Enhanced Resolution of Millimeter-Wave Images Using Projection Algorithm Built upon WRLA Framework

Resource Overview

Millimeter-wave images suffer from low resolution limitations. This program implements a projection algorithm on top of the WRLA (Wavelet-Regularized Linear Approximation) foundation, effectively improving millimeter-wave image resolution through advanced signal processing techniques including wavelet decomposition and projection-based enhancement operations.

Detailed Documentation

In this text, we further elaborate on the resolution challenges associated with millimeter-wave imaging. While millimeter-wave images offer numerous advantages, they inherently suffer from low resolution limitations. To address this issue, our program implements the WRLA (Wavelet-Regularized Linear Approximation) algorithm as the foundational framework, incorporating wavelet transforms for multi-scale analysis and regularized linear approximation for noise reduction.
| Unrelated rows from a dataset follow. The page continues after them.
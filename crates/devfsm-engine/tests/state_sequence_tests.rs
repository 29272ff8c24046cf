//! 状态序列测试
//!
//! Operating 收到 Calibrate 后排入 Calibrating → Verifying → Loaded，
//! 序列优先于转换表逐个执行，故障时被清空。

mod common;

use common::*;
use devfsm_engine::{
    CommandStatus, EngineBuilder, IdleOutcome, StateId, StateResult, DEFAULT_SEQUENCE_CAPACITY,
};
use std::sync::Arc;
use std::time::Duration;

fn with_steps(b: EngineBuilder<Sim>) -> EngineBuilder<Sim> {
    b.initial_configuration(sim_config())
        .state(StepState::new(CALIBRATING))
        .state(StepState::new(VERIFYING))
        // 没有序列时这两个状态完成后会停机
        .transition(CALIBRATING, StateResult::Completed, StateId::STOP)
        .transition(VERIFYING, StateResult::Completed, StateId::STOP)
}

/// 工作线程依次进入过的状态（每次进入后第一次 state_proc）
fn entered(rig: &Rig) -> Vec<StateId> {
    rig.journal
        .outcomes
        .lock()
        .iter()
        .filter(|(_, o)| *o == IdleOutcome::Entered)
        .map(|(id, _)| id.clone())
        .collect()
}

fn operating_rig() -> Rig {
    let rig = rig_with(with_steps);
    rig.engine.start().unwrap();
    assert!(rig.engine.wait_for_state(&StateId::LOADED, WAIT));
    let open = rig.engine.submit(SimCommand::Open);
    assert_eq!(open.wait(WAIT), CommandStatus::Success);
    assert!(rig.engine.wait_for_state(&OPERATING, WAIT));
    assert!(!rig.engine.in_state_sequence());
    rig
}

#[test]
fn test_sequence_overrides_transition_table() {
    let rig = operating_rig();

    let calibrate = rig.engine.submit(SimCommand::Calibrate);
    assert_eq!(calibrate.wait(WAIT), CommandStatus::Success);
    assert!(wait_until(WAIT, || entered(&rig).len() >= 5));

    assert_eq!(
        entered(&rig),
        vec![StateId::LOADED, OPERATING, CALIBRATING, VERIFYING, StateId::LOADED]
    );
    assert_eq!(rig.engine.current_state(), Some(StateId::LOADED));
    assert_eq!(rig.engine.previous_state(), Some(VERIFYING));
    assert!(!rig.engine.in_state_sequence());
    assert!(rig.engine.is_running());
    assert_eq!(rig.engine.metrics().faults, 0);
}

#[test]
fn test_table_applies_without_sequence() {
    let rig = operating_rig();

    // 只排入 Calibrating：序列用完后 Calibrating 的表项生效
    let cmd = Arc::new(
        rig.engine
            .new_command(SimCommand::Calibrate)
            .with_payload(vec![CALIBRATING]),
    );
    rig.engine.enqueue_command(cmd.clone());
    assert_eq!(cmd.wait(WAIT), CommandStatus::Success);

    rig.engine.join(WAIT).unwrap();
    assert_eq!(rig.engine.current_state(), Some(StateId::END));
    assert_eq!(rig.engine.previous_state(), Some(StateId::STOP));
    assert!(!entered(&rig).contains(&VERIFYING));
}

#[test]
fn test_fault_abandons_remaining_sequence() {
    let rig = operating_rig();

    let cmd = Arc::new(
        rig.engine
            .new_command(SimCommand::Calibrate)
            .with_payload(vec![CALIBRATING, NOWHERE, VERIFYING]),
    );
    rig.engine.enqueue_command(cmd.clone());
    assert_eq!(cmd.wait(WAIT), CommandStatus::Success);

    assert!(rig.engine.wait_for_state(&StateId::TRANSITION_ERROR, WAIT));
    assert!(!rig.engine.in_state_sequence());
    assert_eq!(rig.engine.metrics().faults, 1);

    // 复位后按正常路线回到 Loaded，被丢弃的 Verifying 不会再出现
    let reset = rig.engine.submit(SimCommand::Reset);
    assert_eq!(reset.wait(WAIT), CommandStatus::Success);
    assert!(rig.engine.wait_for_state(&StateId::LOADED, WAIT));
    std::thread::sleep(Duration::from_millis(50));
    assert_eq!(rig.engine.current_state(), Some(StateId::LOADED));
    assert!(!entered(&rig).contains(&VERIFYING));
}

#[test]
fn test_oversized_sequence_is_refused() {
    let rig = operating_rig();

    let route = vec![VERIFYING; DEFAULT_SEQUENCE_CAPACITY + 1];
    let cmd = Arc::new(
        rig.engine
            .new_command(SimCommand::Calibrate)
            .with_payload(route),
    );
    rig.engine.enqueue_command(cmd.clone());
    assert_eq!(cmd.wait(WAIT), CommandStatus::Rejected);

    assert!(!rig.engine.in_state_sequence());
    std::thread::sleep(Duration::from_millis(50));
    assert_eq!(rig.engine.current_state(), Some(OPERATING));
    assert!(!entered(&rig).contains(&VERIFYING));
}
Building upon this foundation, we introduce a projection algorithm that performs iterative projection operations between wavelet coefficient domains to enhance high-frequency components. Through this enhancement approach, we effectively improve millimeter-wave image resolution, enabling clearer observation of fine details and distinctive features within the images. The implementation involves key functions for wavelet decomposition, regularization parameter optimization, and iterative projection operations between frequency domains.